A: Don Collins, former managing editor at a publishing company:

“First, it is very common to offer a lower rate on the first texts published. The publisher is in business for profit and at every point the publisher wants an advantage although in your case it seems slight. Second, up front money is an expense. If the book does not sell then the publisher is out this money. But you get to keep the advance. And lastly, you may think of giving camera ready copy as saving the publisher money. It probably is. But the way publishers play the game is to take only authors who are willing to do this.

Only after your work has proven successful and you have established a reputation will you have much of a chance of negotiating better terms.”

A: Laura Taalman:

“One of my contracts has a lower rate on the initial chunk of books, but if more then a certain number are sold within the first two years, then a higher royalty rate kicks in and is *retroactive* to include the first chunk as well. You might be able to negotiate a similar deal.

One other point: Be careful about calculating those projected royalties. Your 12 percent will be multiplied by what the publisher sells the books to the booksellers for, NOT for what the book ultimately sells at. I’m not sure what they mean by telling you how much the book costs them; maybe that figure was really representing what they will get when they sell the book to retailers?”

A: Stephen E. Gillen, Authoring Attorney:

“For starters, I have a hard time believing that it costs this publisher $60-70 per book for a book that sells to students at $90-100. A normal range for the per-copy manufacturing cost of a text is 15-25 percent of the selling price. Even allowing for an allocation of all of the publisher’s overhead, total costs shouldn’t hit the cited range. (Indeed, if $90-100 is the student price, then the publisher is probably getting only about $55-65 per copy.)”

A: Jan Lyons:

“I know from working at a Fortune 50 company that we bought boxes of textbooks for our employees attending local universities at deep discount (about 40 percent off list), so keep that in mind as you do the math on potential profits that you will share with the publisher. I also know from experience that large companies have lots of things they can charge against overhead, so I believe that total ‘cost’ for a text could end up being quadruple the manufacturing cost.”

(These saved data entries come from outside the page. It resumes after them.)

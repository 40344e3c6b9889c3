//! Session configuration
//!
//! Configuration crosses the bridge as an opaque byte sequence; this module
//! owns its decoding. The wire form is a JSON object with optional fields.

use serde::{Deserialize, Serialize};

use crate::error::{Error, Result};

/// Configuration applied when a session is created or devices are listed
#[derive(Debug, Clone, Serialize, Deserialize)]
#[serde(default, deny_unknown_fields)]
pub struct SessionConfig {
    /// Number of virtual CPU devices to expose
    pub cpu_device_count: u32,

    /// Per-device memory limit in bytes (0 = unlimited)
    pub memory_limit_bytes: u64,

    /// Log which device each evaluated operation landed on
    pub log_device_placement: bool,
}

impl Default for SessionConfig {
    fn default() -> Self {
        Self {
            cpu_device_count: 1,
            memory_limit_bytes: 0,
            log_device_placement: false,
        }
    }
}

impl SessionConfig {
    /// Decode configuration bytes; malformed input is a caller error.
    pub fn from_bytes(bytes: &[u8]) -> Result<Self> {
        serde_json::from_slice(bytes).map_err(|e| Error::ConfigParse(e.to_string()))
    }
}
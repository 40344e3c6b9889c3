//! Session bridge: context lifecycle and run orchestration
//!
//! Sessions are the execution contexts of the engine. This module resolves
//! caller handles into engine objects, drives create/extend/close/delete
//! with the ownership discipline the engine expects, and assembles run
//! requests out of parallel handle arrays.
//!
//! Lifecycle calls (close, delete, extend) must not race an in-flight run
//! on the same handle; serializing those is the caller's obligation. The
//! bridge itself adds no cross-call ordering.

use lattice_engine::{Endpoint, Session, SessionConfig, SessionOptions};
use parking_lot::Mutex;
use std::sync::Arc;

use crate::error::{Error, HandleKind, Result};
use crate::handles::{
    next_handle, resolve_graph, resolve_operation, resolve_session, take_tensors, register_tensor,
    SessionEntry, SESSION_REGISTRY,
};

/// Create a session bound to a graph
///
/// # Arguments
///
/// * `graph_handle` - Graph the session executes against
/// * `target` - Optional execution endpoint
/// * `config_bytes` - Optional serialized configuration; zero-length means
///   "no configuration"
///
/// # Returns
///
/// Handle to the created session
pub fn session_create(
    graph_handle: u64,
    target: Option<&str>,
    config_bytes: Option<&[u8]>,
) -> Result<u64> {
    let graph = resolve_graph(graph_handle)?;

    let config = match config_bytes {
        Some(bytes) if !bytes.is_empty() => {
            SessionConfig::from_bytes(bytes).map_err(Error::from_engine)?
        }
        _ => SessionConfig::default(),
    };
    let options = SessionOptions {
        target: target.map(str::to_string),
        config,
    };

    let mut session = Session::new(graph, options).map_err(Error::from_engine)?;
    // The bridge extends explicitly, exactly once per caller request.
    session.set_extend_before_run(false);

    let handle = next_handle();
    SESSION_REGISTRY.lock().insert(
        handle,
        SessionEntry {
            session: Arc::new(Mutex::new(session)),
            graph_handle,
        },
    );
    tracing::info!(session_handle = handle, graph_handle = graph_handle, "session_created");
    Ok(handle)
}

/// Request graceful shutdown of a session
pub fn session_close(session_handle: u64) -> Result<()> {
    let entry = resolve_session(session_handle)?;
    entry.session.lock().close().map_err(Error::from_engine)?;
    tracing::info!(session_handle = session_handle, "session_closed");
    Ok(())
}

/// Release a session's resources
///
/// Close is attempted first; a close failure is reported in the log but
/// never prevents deletion, and the caller observes success either way.
pub fn session_delete(session_handle: u64) -> Result<()> {
    let entry = SESSION_REGISTRY
        .lock()
        .remove(&session_handle)
        .ok_or_else(|| Error::invalid_handle(HandleKind::Session, session_handle))?;

    if let Err(e) = entry.session.lock().close() {
        tracing::warn!(
            session_handle = session_handle,
            error = %e,
            "close failed during delete; deleting anyway"
        );
    }
    tracing::info!(session_handle = session_handle, "session_deleted");
    Ok(())
}

/// Push graph nodes added since the last sync into the session
pub fn session_extend(session_handle: u64) -> Result<()> {
    let entry = resolve_session(session_handle)?;
    entry.session.lock().extend().map_err(Error::from_engine)?;
    tracing::debug!(session_handle = session_handle, "session_extended");
    Ok(())
}

/// Run a computation
///
/// Feeds `N` input tensors into `N` input endpoints, fetches `M` output
/// endpoints and forces `K` target operations to run. Newly allocated
/// output tensor handles are written into `output_tensor_handles`,
/// order-preserving and 1:1 with the output arrays; the caller owns them
/// and must eventually release them as tensors.
///
/// Input tensors transfer into the call: on any outcome after validation
/// passes, their handles are consumed. Validation failures leave every
/// registry unchanged and the engine uninvoked.
///
/// # Returns
///
/// Serialized run metadata when `want_metadata` is set, otherwise `None`
#[allow(clippy::too_many_arguments)]
pub fn session_run(
    session_handle: u64,
    run_options: Option<&[u8]>,
    input_tensor_handles: &[u64],
    input_op_handles: &[u64],
    input_op_indices: &[u32],
    output_op_handles: &[u64],
    output_op_indices: &[u32],
    target_op_handles: &[u64],
    want_metadata: bool,
    output_tensor_handles: &mut [u64],
) -> Result<Option<Vec<u8>>> {
    let entry = resolve_session(session_handle)?;

    if input_op_handles.len() != input_tensor_handles.len()
        || input_op_indices.len() != input_tensor_handles.len()
    {
        return Err(Error::Engine(format!(
            "input arrays disagree on length: {} tensors, {} operations, {} indices",
            input_tensor_handles.len(),
            input_op_handles.len(),
            input_op_indices.len()
        )));
    }
    if output_op_indices.len() != output_op_handles.len()
        || output_tensor_handles.len() != output_op_handles.len()
    {
        return Err(Error::Engine(format!(
            "output arrays disagree on length: {} operations, {} indices, {} handle slots",
            output_op_handles.len(),
            output_op_indices.len(),
            output_tensor_handles.len()
        )));
    }

    // Independent validation passes over each array; nothing reaches the
    // engine until every element has resolved.
    let input_endpoints = resolve_endpoints(entry.graph_handle, input_op_handles, input_op_indices)?;
    let output_endpoints = resolve_endpoints(entry.graph_handle, output_op_handles, output_op_indices)?;
    let mut targets = Vec::with_capacity(target_op_handles.len());
    for &op_handle in target_op_handles {
        targets.push(resolve_bound_operation(entry.graph_handle, op_handle)?.1);
    }

    // Ownership transfer: the whole input array moves out of the registry
    // in one transaction, after everything else has validated.
    let input_values = take_tensors(input_tensor_handles)?;
    let feeds = input_endpoints.into_iter().zip(input_values).collect();

    let outcome = entry
        .session
        .lock()
        .run(run_options, feeds, &output_endpoints, &targets, want_metadata)
        .map_err(Error::from_run)?;

    for (slot, tensor) in output_tensor_handles.iter_mut().zip(outcome.outputs) {
        *slot = register_tensor(tensor);
    }

    tracing::debug!(
        session_handle = session_handle,
        inputs = input_tensor_handles.len(),
        outputs = output_tensor_handles.len(),
        targets = target_op_handles.len(),
        "session_run_bridged"
    );
    Ok(outcome.metadata)
}

/// Resolve one operation handle, checking it belongs to the session's graph
fn resolve_bound_operation(graph_handle: u64, op_handle: u64) -> Result<(u64, usize)> {
    let op = resolve_operation(op_handle)?;
    if op.graph_handle != graph_handle {
        return Err(Error::invalid_handle(HandleKind::Operation, op_handle));
    }
    Ok((op_handle, op.node))
}

/// Resolve a parallel (handle, output index) array into engine endpoints
fn resolve_endpoints(
    graph_handle: u64,
    op_handles: &[u64],
    op_indices: &[u32],
) -> Result<Vec<Endpoint>> {
    let mut endpoints = Vec::with_capacity(op_handles.len());
    for (&op_handle, &output) in op_handles.iter().zip(op_indices) {
        let (_, node) = resolve_bound_operation(graph_handle, op_handle)?;
        endpoints.push(Endpoint::new(node, output as usize));
    }
    Ok(endpoints)
}
//! Execution devices
//!
//! Devices are instantiated transiently for enumeration and for session
//! placement; a device set built for enumeration is dropped as soon as its
//! attributes have been serialized.

use std::sync::atomic::{AtomicU64, Ordering};

use serde::{Deserialize, Serialize};

use crate::config::SessionConfig;
use crate::error::{Error, Result};

/// Upper bound on virtual devices a single configuration may request
const MAX_DEVICES: u32 = 64;

static NEXT_INCARNATION: AtomicU64 = AtomicU64::new(1);

/// Serializable description of one device
#[derive(Debug, Clone, Serialize, Deserialize, PartialEq, Eq)]
pub struct DeviceAttributes {
    /// Stable name, e.g. `"cpu:0"`
    pub name: String,
    /// Device kind, e.g. `"CPU"`
    pub device_type: String,
    /// Memory limit in bytes (0 = unlimited)
    pub memory_limit_bytes: u64,
    /// Unique per instantiation; distinguishes re-created devices
    pub incarnation: u64,
}

/// A live execution device
#[derive(Debug)]
pub struct Device {
    attributes: DeviceAttributes,
}

impl Device {
    fn cpu(index: u32, memory_limit_bytes: u64) -> Self {
        Self {
            attributes: DeviceAttributes {
                name: format!("cpu:{}", index),
                device_type: "CPU".to_string(),
                memory_limit_bytes,
                incarnation: NEXT_INCARNATION.fetch_add(1, Ordering::Relaxed),
            },
        }
    }

    pub fn attributes(&self) -> &DeviceAttributes {
        &self.attributes
    }
}

/// Instantiate the device set a configuration describes
///
/// Fails without leaving any device behind; a partially built set is
/// dropped when the error propagates.
pub fn instantiate_devices(config: &SessionConfig) -> Result<Vec<Device>> {
    if config.cpu_device_count == 0 {
        return Err(Error::InvalidArgument(
            "configuration requests zero devices".into(),
        ));
    }
    if config.cpu_device_count > MAX_DEVICES {
        return Err(Error::InvalidArgument(format!(
            "configuration requests {} devices, limit is {}",
            config.cpu_device_count, MAX_DEVICES
        )));
    }

    let mut devices = Vec::with_capacity(config.cpu_device_count as usize);
    for index in 0..config.cpu_device_count {
        devices.push(Device::cpu(index, config.memory_limit_bytes));
    }
    tracing::debug!(count = devices.len(), "devices_instantiated");
    Ok(devices)
}

#[cfg(test)]
mod tests {
    use super::*;

    #[test]
    fn test_default_config_yields_one_cpu() {
        let devices = instantiate_devices(&SessionConfig::default()).unwrap();
        assert_eq!(devices.len(), 1);
        let attrs = devices[0].attributes();
        assert_eq!(attrs.name, "cpu:0");
        assert_eq!(attrs.device_type, "CPU");
    }

    #[test]
    fn test_incarnations_are_unique() {
        let first = instantiate_devices(&SessionConfig::default()).unwrap();
        let second = instantiate_devices(&SessionConfig::default()).unwrap();
        assert_ne!(
            first[0].attributes().incarnation,
            second[0].attributes().incarnation
        );
    }

    #[test]
    fn test_device_count_bounds() {
        let mut config = SessionConfig::default();
        config.cpu_device_count = 0;
        assert!(instantiate_devices(&config).is_err());
        config.cpu_device_count = MAX_DEVICES + 1;
        assert!(instantiate_devices(&config).is_err());
        config.cpu_device_count = 3;
        assert_eq!(instantiate_devices(&config).unwrap().len(), 3);
    }

    #[test]
    fn test_attributes_round_trip_json() {
        let devices = instantiate_devices(&SessionConfig::default()).unwrap();
        let bytes = serde_json::to_vec(devices[0].attributes()).unwrap();
        let decoded: DeviceAttributes = serde_json::from_slice(&bytes).unwrap();
        assert_eq!(&decoded, devices[0].attributes());
    }
}
//! Tensor values exchanged with a running session
//!
//! A [`Tensor`] is a typed, shaped byte buffer. Data is stored as raw
//! little-endian bytes so values can cross the FFI boundary without an
//! intermediate representation; typed access goes through `bytemuck`.

use serde::{Deserialize, Serialize};

use crate::error::{Error, Result};

/// Element type of a tensor
#[derive(Debug, Clone, Copy, PartialEq, Eq, Serialize, Deserialize)]
#[serde(rename_all = "lowercase")]
pub enum DType {
    F32,
    I32,
}

impl DType {
    /// Size of one element in bytes
    pub fn size_of(self) -> usize {
        match self {
            DType::F32 | DType::I32 => 4,
        }
    }

    /// Lowercase name used on the FFI surface (`"f32"`, `"i32"`)
    pub fn name(self) -> &'static str {
        match self {
            DType::F32 => "f32",
            DType::I32 => "i32",
        }
    }

    /// Parse a dtype name as produced by [`DType::name`]
    pub fn from_name(name: &str) -> Result<Self> {
        match name {
            "f32" => Ok(DType::F32),
            "i32" => Ok(DType::I32),
            other => Err(Error::InvalidArgument(format!("unknown dtype {:?}", other))),
        }
    }
}

/// A typed, shaped data buffer
///
/// Ownership of a tensor transfers into a run call for feeds and out of a
/// run call for fetched outputs.
#[derive(Debug, Clone, PartialEq)]
pub struct Tensor {
    dtype: DType,
    shape: Vec<usize>,
    data: Vec<u8>,
}

impl Tensor {
    /// Create a tensor from raw bytes, validating the byte length against
    /// the shape and element type.
    pub fn new(dtype: DType, shape: Vec<usize>, data: Vec<u8>) -> Result<Self> {
        let elements: usize = shape.iter().product();
        let expected = elements * dtype.size_of();
        if data.len() != expected {
            return Err(Error::InvalidArgument(format!(
                "tensor data is {} bytes but shape {:?} of {} requires {}",
                data.len(),
                shape,
                dtype.name(),
                expected
            )));
        }
        Ok(Self { dtype, shape, data })
    }

    /// Create an `f32` tensor from a typed slice
    pub fn from_f32(shape: Vec<usize>, values: &[f32]) -> Result<Self> {
        Self::new(DType::F32, shape, bytemuck::cast_slice(values).to_vec())
    }

    /// Create an `i32` tensor from a typed slice
    pub fn from_i32(shape: Vec<usize>, values: &[i32]) -> Result<Self> {
        Self::new(DType::I32, shape, bytemuck::cast_slice(values).to_vec())
    }

    pub fn dtype(&self) -> DType {
        self.dtype
    }

    pub fn shape(&self) -> &[usize] {
        &self.shape
    }

    /// Total number of elements
    pub fn element_count(&self) -> usize {
        self.shape.iter().product()
    }

    /// Raw little-endian bytes
    pub fn data(&self) -> &[u8] {
        &self.data
    }

    /// Copy out the elements as `f32`
    ///
    /// The copy tolerates unaligned byte storage (`pod_collect_to_vec`),
    /// which a buffer that crossed the FFI boundary may have.
    pub fn to_f32_vec(&self) -> Result<Vec<f32>> {
        if self.dtype != DType::F32 {
            return Err(Error::InvalidArgument(format!(
                "expected f32 tensor, found {}",
                self.dtype.name()
            )));
        }
        Ok(bytemuck::pod_collect_to_vec(&self.data))
    }

    /// Copy out the elements as `i32`
    pub fn to_i32_vec(&self) -> Result<Vec<i32>> {
        if self.dtype != DType::I32 {
            return Err(Error::InvalidArgument(format!(
                "expected i32 tensor, found {}",
                self.dtype.name()
            )));
        }
        Ok(bytemuck::pod_collect_to_vec(&self.data))
    }
}

#[cfg(test)]
mod tests {
    use super::*;

    #[test]
    fn test_tensor_from_f32_round_trip() {
        let tensor = Tensor::from_f32(vec![2, 2], &[1.0, 2.0, 3.0, 4.0]).unwrap();
        assert_eq!(tensor.dtype(), DType::F32);
        assert_eq!(tensor.shape(), &[2, 2]);
        assert_eq!(tensor.element_count(), 4);
        assert_eq!(tensor.to_f32_vec().unwrap(), vec![1.0, 2.0, 3.0, 4.0]);
    }

    #[test]
    fn test_tensor_length_mismatch_rejected() {
        let err = Tensor::new(DType::F32, vec![3], vec![0u8; 8]).unwrap_err();
        assert!(matches!(err, Error::InvalidArgument(_)));
    }

    #[test]
    fn test_dtype_mismatch_on_read() {
        let tensor = Tensor::from_i32(vec![2], &[7, 8]).unwrap();
        assert!(tensor.to_f32_vec().is_err());
        assert_eq!(tensor.to_i32_vec().unwrap(), vec![7, 8]);
    }

    #[test]
    fn test_dtype_names() {
        assert_eq!(DType::from_name("f32").unwrap(), DType::F32);
        assert_eq!(DType::from_name("i32").unwrap(), DType::I32);
        assert!(DType::from_name("f64").is_err());
    }
}
//! # lattice-engine - Computation-Graph Execution Engine
//!
//! Minimal synchronous engine behind the lattice bridge. The engine owns
//! graph structure, session lifecycle and device instantiation; the bridge
//! crate (`lattice-ffi`) exposes these to a managed-runtime caller through
//! opaque integer handles.
//!
//! ## Architecture
//!
//! ```text
//! lattice-ffi (handle registries, C ABI)
//!   ↓ resolves handles into
//! lattice-engine::{Graph, Session, Tensor}
//!   ↓ evaluates
//! structural operations (placeholder/const/identity/add/noop)
//! ```
//!
//! ## Example
//!
//! ```
//! use std::sync::Arc;
//! use parking_lot::Mutex;
//! use lattice_engine::{Endpoint, Graph, OpKind, Session, SessionOptions, Tensor};
//!
//! # fn main() -> lattice_engine::Result<()> {
//! let graph = Arc::new(Mutex::new(Graph::new()));
//! let c = graph.lock().add_operation(
//!     "c",
//!     OpKind::Const(Tensor::from_f32(vec![2], &[1.0, 2.0])?),
//!     vec![],
//! )?;
//!
//! let mut session = Session::new(Arc::clone(&graph), SessionOptions::default())?;
//! let outcome = session.run(None, vec![], &[Endpoint::new(c, 0)], &[], false)?;
//! assert_eq!(outcome.outputs[0].to_f32_vec()?, vec![1.0, 2.0]);
//! # Ok(())
//! # }
//! ```

pub mod config;
pub mod device;
pub mod error;
pub mod graph;
pub mod session;
pub mod tensor;

// Re-export primary types
pub use config::SessionConfig;
pub use device::{instantiate_devices, Device, DeviceAttributes};
pub use error::{Error, Result};
pub use graph::{Endpoint, Graph, Node, OpKind};
pub use session::{RunMetadata, RunOptions, RunOutcome, Session, SessionOptions};
pub use tensor::{DType, Tensor};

A: Michael Sullivan, Mathematics Author:

“1) Be patient with this offer and wait for the others to show interest and make their offer. Remember that this offer is their starting point for negotiation and you have the advantage of potentially other offers from other publishers going forward; 2) Absolutely hold out for 15 percent of net proceeds on all sales; 3) The $3,000 advance against royalties is them paying you your money. Instead ask for a $5,000 grant for supplying the publisher with camera- ready copy and for incentives for you to get the book to them in a timely fashion. Ask for 1/2 at signing and the other half upon submission of camera-ready copy by a mutually agreed upon date; 4) Do not be concerned about their cost of production and their selling price. They will follow their business model regardless of what you say or want. Be concerned that you get your fair share of the net proceeds of every sale. I like to remind publishers that they get 85 percent of all net proceeds and authors get 15 percent; 5) There are many more land mines in a typical contract for you to be concerned about, such as Electronic Rights, Reversion Clause, Succession Clause, Royalties on Canada sales, Foreign Sales, Internet Sales, Direct Sales, High School Sales, Subsidiary Rights, Bundled Sales, and on and on.”